Mathematics Colloquium: Evaluating the Effectiveness in HIV Prevention Clinical Trials

Jingyang Zhang of the Fred Hutchinson Cancer Research Center will present on Thursday, October 8, at 4:10 p.m. in Neill 5W. Refreshments will be served at 3:30 p.m. in Neill 216.

Abstract:

HIV has become one of the world’s most serious health and development challenges. Numerous new preventive interventions are currently under investigation. Estimating the effectiveness of a new intervention is usually the primary objective for HIV prevention trials. The Cox proportional hazard model is mainly used to estimate effectiveness by assuming that participants share the same risk under the covariates and the risk is always non-zero.

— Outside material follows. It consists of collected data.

//! End-to-end pipeline tests over an in-memory link.
//!
//! Two engines are wired back to back: everything engine A's transport
//! emits is delivered to engine B's encap-receive entry with A's address as
//! the source, and vice versa. With zero crypto workers every pipeline
//! stage completes inline, so state can be asserted immediately after each
//! call; a separate test runs the same roundtrip through offload workers.

use std::net::SocketAddr;
use std::sync::{Arc, Mutex};
use std::time::Duration;

use veil_core::{EngineConfig, PacketBuf};
use veil_crypto::aead::nonce_for;
use veil_crypto::{AeadAlgorithm, AeadKey, CryptoContext, DataCipher, KeyDescriptor};
use veil_datapath::proto::{self, OP_CONTROL_V1, OP_DATA_V1, OP_DATA_V2};
use veil_datapath::{
    control_channel, Bind, ControlEvent, ControlReceiver, Engine, Error, IpProto,
    OutboundTransport, TunPacket, TunSink,
};

/// Collects injected plaintext packets and hands them out over a channel so
/// both inline and deferred completions can be awaited.
struct TestTun {
    tx: std::sync::mpsc::Sender<(IpProto, bool, Vec<u8>)>,
}

impl TunSink for TestTun {
    fn inject(&self, packet: TunPacket) {
        let _ = self
            .tx
            .send((packet.proto, packet.trusted, packet.buf.into_vec()));
    }
}

/// In-memory link: records every datagram and optionally delivers it to the
/// remote engine as if it had arrived from `src`.
struct TestLink {
    src: SocketAddr,
    remote: Mutex<Option<Arc<Engine>>>,
    sent: Mutex<Vec<Vec<u8>>>,
}

impl TestLink {
    fn new(src: SocketAddr) -> Arc<Self> {
        Arc::new(Self {
            src,
            remote: Mutex::new(None),
            sent: Mutex::new(Vec::new()),
        })
    }

    fn connect(&self, engine: &Arc<Engine>) {
        *self.remote.lock().unwrap() = Some(Arc::clone(engine));
    }

    /// Stop delivering; sends are captured only.
    fn connect_none(&self) {
        *self.remote.lock().unwrap() = None;
    }

    fn sent(&self) -> Vec<Vec<u8>> {
        self.sent.lock().unwrap().clone()
    }
}

impl OutboundTransport for TestLink {
    fn send(&self, _bind: &Bind, buf: PacketBuf) -> veil_datapath::Result<()> {
        let wire = buf.into_vec();
        self.sent.lock().unwrap().push(wire.clone());
        if let Some(remote) = self.remote.lock().unwrap().clone() {
            remote.udp_encap_recv(self.src, wire);
        }
        Ok(())
    }
}

struct Node {
    engine: Arc<Engine>,
    link: Arc<TestLink>,
    tun: std::sync::mpsc::Receiver<(IpProto, bool, Vec<u8>)>,
    control: ControlReceiver,
}

fn addr(last: u8) -> SocketAddr {
    format!("10.0.0.{last}:1194").parse().unwrap()
}

fn node(config: EngineConfig, local: SocketAddr, remote: SocketAddr) -> Node {
    let (tun_tx, tun_rx) = std::sync::mpsc::channel();
    let (control_tx, control_rx) = control_channel(config.control_queue_depth);
    let link = TestLink::new(local);
    let engine = Engine::new(
        config,
        Arc::new(TestTun { tx: tun_tx }),
        link.clone(),
        control_tx,
    );
    engine.install_peer(Bind::new(local, remote).unwrap());
    Node {
        engine,
        link,
        tun: tun_rx,
        control: control_rx,
    }
}

fn descriptor(key_id: u8, epoch: u32, encrypt: [u8; 32], decrypt: [u8; 32]) -> KeyDescriptor {
    KeyDescriptor {
        key_id,
        epoch,
        algorithm: AeadAlgorithm::ChaCha20Poly1305,
        encrypt_key: AeadKey(encrypt),
        decrypt_key: AeadKey(decrypt),
    }
}

/// Two engines with reciprocal keys installed under `key_id`.
fn tunnel(config: EngineConfig, key_id: u8, epoch: u32) -> (Node, Node) {
    let a = node(config.clone(), addr(1), addr(2));
    let b = node(config, addr(2), addr(1));
    a.link.connect(&b.engine);
    b.link.connect(&a.engine);

    let k_ab = [0xaa; 32];
    let k_ba = [0xbb; 32];
    a.engine
        .install_key(descriptor(key_id, epoch, k_ab, k_ba), true)
        .unwrap();
    b.engine
        .install_key(descriptor(key_id, epoch, k_ba, k_ab), true)
        .unwrap();
    (a, b)
}

/// 84-byte ICMP echo shaped IPv4 packet.
fn ipv4_ping(seq: u8) -> Vec<u8> {
    let mut pkt = vec![0u8; 0x54];
    pkt[0] = 0x45;
    pkt[2] = 0x00;
    pkt[3] = 0x54;
    pkt[8] = 64; // ttl
    pkt[9] = 1; // icmp
    pkt[12..16].copy_from_slice(&[10, 0, 0, 1]);
    pkt[16..20].copy_from_slice(&[10, 0, 0, 2]);
    pkt[0x53] = seq;
    pkt
}

#[test]
fn fresh_peer_first_packet_has_id_one() {
    let (a, b) = tunnel(EngineConfig::default(), 3, 1000);
    let ping = ipv4_ping(1);
    a.engine.tun_xmit(ping.clone()).unwrap();

    // exactly one datagram on the wire, opcode/key-id byte then packet id 1
    let sent = a.link.sent();
    assert_eq!(sent.len(), 1);
    assert_eq!(sent[0][0], (OP_DATA_V1 << 3) | 3);
    assert_eq!(&sent[0][1..5], &1u32.to_be_bytes());

    // the far side accepted and injected the plaintext, marked trusted
    let (ip, trusted, payload) = b.tun.try_recv().unwrap();
    assert_eq!(ip, IpProto::Ipv4);
    assert!(trusted);
    assert_eq!(payload, ping);

    assert_eq!(a.engine.stats().tx_packets, 1);
    assert_eq!(b.engine.stats().rx_packets, 1);
    // RX accounting uses the on-wire size, not the plaintext size
    assert_eq!(b.engine.stats().rx_bytes as usize, sent[0].len());
}

#[test]
fn reordered_delivery_within_window_and_replay() {
    let (a, b) = tunnel(EngineConfig::default(), 0, 1000);

    // capture five records without delivering them
    a.link.connect_none();
    for seq in 1..=5 {
        a.engine.tun_xmit(ipv4_ping(seq)).unwrap();
    }
    let wire = a.link.sent();
    assert_eq!(wire.len(), 5);

    // deliver 1,2,3,5,4: all accepted
    for idx in [0usize, 1, 2, 4, 3] {
        b.engine.udp_encap_recv(addr(1), wire[idx].clone());
    }
    assert_eq!(b.engine.stats().rx_packets, 5);
    assert_eq!(b.tun.try_iter().count(), 5);

    // a second delivery of id 4 is a replay and never reaches the interface
    b.engine.udp_encap_recv(addr(1), wire[3].clone());
    assert_eq!(b.engine.stats().drop_replay, 1);
    assert_eq!(b.tun.try_iter().count(), 0);
}

#[test]
fn unknown_key_id_is_dropped_without_side_effects() {
    let (_a, mut b) = tunnel(EngineConfig::default(), 0, 1);

    // a data record claiming key id 5, which neither side installed
    let mut datagram = vec![proto::opcode_compose(OP_DATA_V1, 5)];
    datagram.extend_from_slice(&7u32.to_be_bytes());
    datagram.extend_from_slice(&[0u8; 32]);
    b.engine.udp_encap_recv(addr(1), datagram);

    assert_eq!(b.engine.stats().drop_no_key, 1);
    assert!(b.tun.try_recv().is_err());
    assert!(b.control.packets.try_recv().is_err());
}

#[test]
fn control_opcodes_are_forwarded_verbatim_not_decrypted() {
    let (_a, mut b) = tunnel(EngineConfig::default(), 0, 1);

    let mut datagram = vec![proto::opcode_compose(OP_CONTROL_V1, 0)];
    datagram.extend_from_slice(b"control payload, opaque to the engine");
    b.engine.udp_encap_recv(addr(1), datagram.clone());

    assert_eq!(b.control.packets.try_recv().unwrap(), datagram.as_slice());
    assert_eq!(b.engine.stats().control_forwarded, 1);
    assert!(b.tun.try_recv().is_err());
}

#[test]
fn data_from_unknown_source_goes_to_control_plane() {
    let (a, mut b) = tunnel(EngineConfig::default(), 0, 1);
    a.link.connect_none();
    a.engine.tun_xmit(ipv4_ping(9)).unwrap();
    let record = a.link.sent().remove(0);

    // same record, wrong source address: control plane's problem
    let stranger: SocketAddr = "192.0.2.7:4000".parse().unwrap();
    b.engine.udp_encap_recv(stranger, record.clone());

    assert_eq!(b.control.packets.try_recv().unwrap(), record.as_slice());
    assert_eq!(b.engine.stats().rx_packets, 0);
    assert!(b.tun.try_recv().is_err());
}

#[test]
fn data_v2_records_with_peer_id_are_accepted() {
    let (_a, b) = tunnel(EngineConfig::default(), 3, 1000);

    // hand-build a V2 record: opcode/key-id, 3-byte peer id, packet id,
    // then the sealed payload with the 8-byte header as associated data
    let ping = ipv4_ping(7);
    let pkt_id = 1u32;
    let mut header = vec![proto::opcode_compose(OP_DATA_V2, 3)];
    header.extend_from_slice(&[0x00, 0x00, 0x2a]); // peer id
    header.extend_from_slice(&pkt_id.to_be_bytes());

    let cipher = DataCipher::new(AeadAlgorithm::ChaCha20Poly1305, &AeadKey([0xaa; 32]));
    let sealed = cipher.seal(nonce_for(1000, pkt_id), &header, &ping).unwrap();

    let mut record = header;
    record.extend_from_slice(&sealed);
    b.engine.udp_encap_recv(addr(1), record);

    let (ip, _, payload) = b.tun.try_recv().unwrap();
    assert_eq!(ip, IpProto::Ipv4);
    assert_eq!(payload, ping);
}

#[test]
fn keepalive_is_consumed_silently() {
    let (a, b) = tunnel(EngineConfig::default(), 1, 1);

    let b_peer = b.engine.peer().unwrap();
    let before = b_peer.last_rx();
    std::thread::sleep(Duration::from_millis(5));

    a.engine.send_keepalive().unwrap();

    // no interface delivery, but the RX keepalive stamp moved
    assert!(b.tun.try_recv().is_err());
    assert_eq!(b.engine.stats().keepalive_rx, 1);
    assert_eq!(b.engine.stats().rx_packets, 0);
    assert!(b_peer.last_rx() > before);
}

#[test]
fn control_plane_payload_rides_the_data_channel() {
    let (a, b) = tunnel(EngineConfig::default(), 0, 1);

    // an explicit-exit-notify style blob: encrypted and delivered, but it is
    // no IP packet, so the far side drops it after decrypt
    a.engine.send_data(b"EXIT_NOTIFY_MAGIC".to_vec()).unwrap();

    assert_eq!(a.engine.stats().tx_packets, 1);
    assert_eq!(b.engine.stats().drop_malformed, 1);
    assert!(b.tun.try_recv().is_err());
}

#[test]
fn tx_without_peer_fails_with_no_link() {
    let (tun_tx, _tun_rx) = std::sync::mpsc::channel();
    let (control_tx, _control_rx) = control_channel(16);
    let link = TestLink::new(addr(1));
    let engine = Engine::new(
        EngineConfig::default(),
        Arc::new(TestTun { tx: tun_tx }),
        link,
        control_tx,
    );

    assert!(matches!(engine.tun_xmit(ipv4_ping(1)), Err(Error::NoPeer)));
    assert_eq!(engine.stats().drop_no_peer, 1);
}

#[test]
fn tx_without_key_is_dropped() {
    let a = node(EngineConfig::default(), addr(1), addr(2));
    assert!(matches!(
        a.engine.tun_xmit(ipv4_ping(1)),
        Err(Error::NoPrimary)
    ));
    assert_eq!(a.engine.stats().drop_no_key, 1);
}

#[test]
fn malformed_plaintext_rejected_at_tx_entry() {
    let (a, _b) = tunnel(EngineConfig::default(), 0, 1);
    assert!(matches!(
        a.engine.tun_xmit(b"not an ip packet".to_vec()),
        Err(Error::Malformed(_))
    ));
    assert_eq!(a.engine.stats().drop_malformed, 1);
    assert!(a.link.sent().is_empty());
}

#[test]
fn exhausted_key_raises_one_rekey_event() {
    let (mut a, _b) = tunnel(EngineConfig::default(), 2, 1);

    // install a context whose transmit sequence is already spent
    let spent = CryptoContext::new(
        descriptor(2, 1, [0xaa; 32], [0xbb; 32]),
        Duration::from_secs(30),
    )
    .unwrap()
    .with_transmit_sequence(u64::from(u32::MAX));
    a.engine
        .peer()
        .unwrap()
        .install_context(Arc::new(spent), true);

    // the entry accepts the packet; the failure happens at the encrypt stage
    a.engine.tun_xmit(ipv4_ping(1)).unwrap();
    a.engine.tun_xmit(ipv4_ping(2)).unwrap();

    assert!(a.link.sent().is_empty());
    assert_eq!(
        a.control.events.try_recv().unwrap(),
        ControlEvent::RekeyRequired { key_id: 2 }
    );
    // only one event despite two failures
    assert!(a.control.events.try_recv().is_err());
    assert_eq!(a.engine.stats().rekey_events, 1);
    assert_eq!(a.engine.stats().drop_crypto, 2);
}

#[tokio::test(flavor = "multi_thread", worker_threads = 4)]
async fn roundtrip_with_deferred_crypto_completions() {
    let config = EngineConfig {
        crypto_workers: 2,
        ..EngineConfig::default()
    };
    let (a, b) = tunnel(config, 4, 77);

    let ping = ipv4_ping(3);
    a.engine.tun_xmit(ping.clone()).unwrap();

    // completions run on offload workers; wait for the far interface
    let received = tokio::task::spawn_blocking(move || {
        b.tun.recv_timeout(Duration::from_secs(5))
    })
    .await
    .unwrap()
    .unwrap();

    assert_eq!(received.0, IpProto::Ipv4);
    assert_eq!(received.2, ping);
}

In fact, the risk is only non-zero when an exposure event occurs, and participants can have a varying risk to transmit due to varying patterns of exposure events. In this talk, we will provide an alternative perspective to assess a candidate intervention by examining the effectiveness at an individual exposure to HIV. The individual-level effectiveness accounts for the heterogeneity in the magnitude of exposure among study participants, using a latent Poisson process model. It also allows that a proportion of participants never experience an exposure event by adopting a zero-inflated distribution for the rate of the exposure process. We propose a Bayesian hierarchical model to estimate the individual-level effectiveness eliciting the priors from the historical information. An application example is presented from an HIV prevention trial.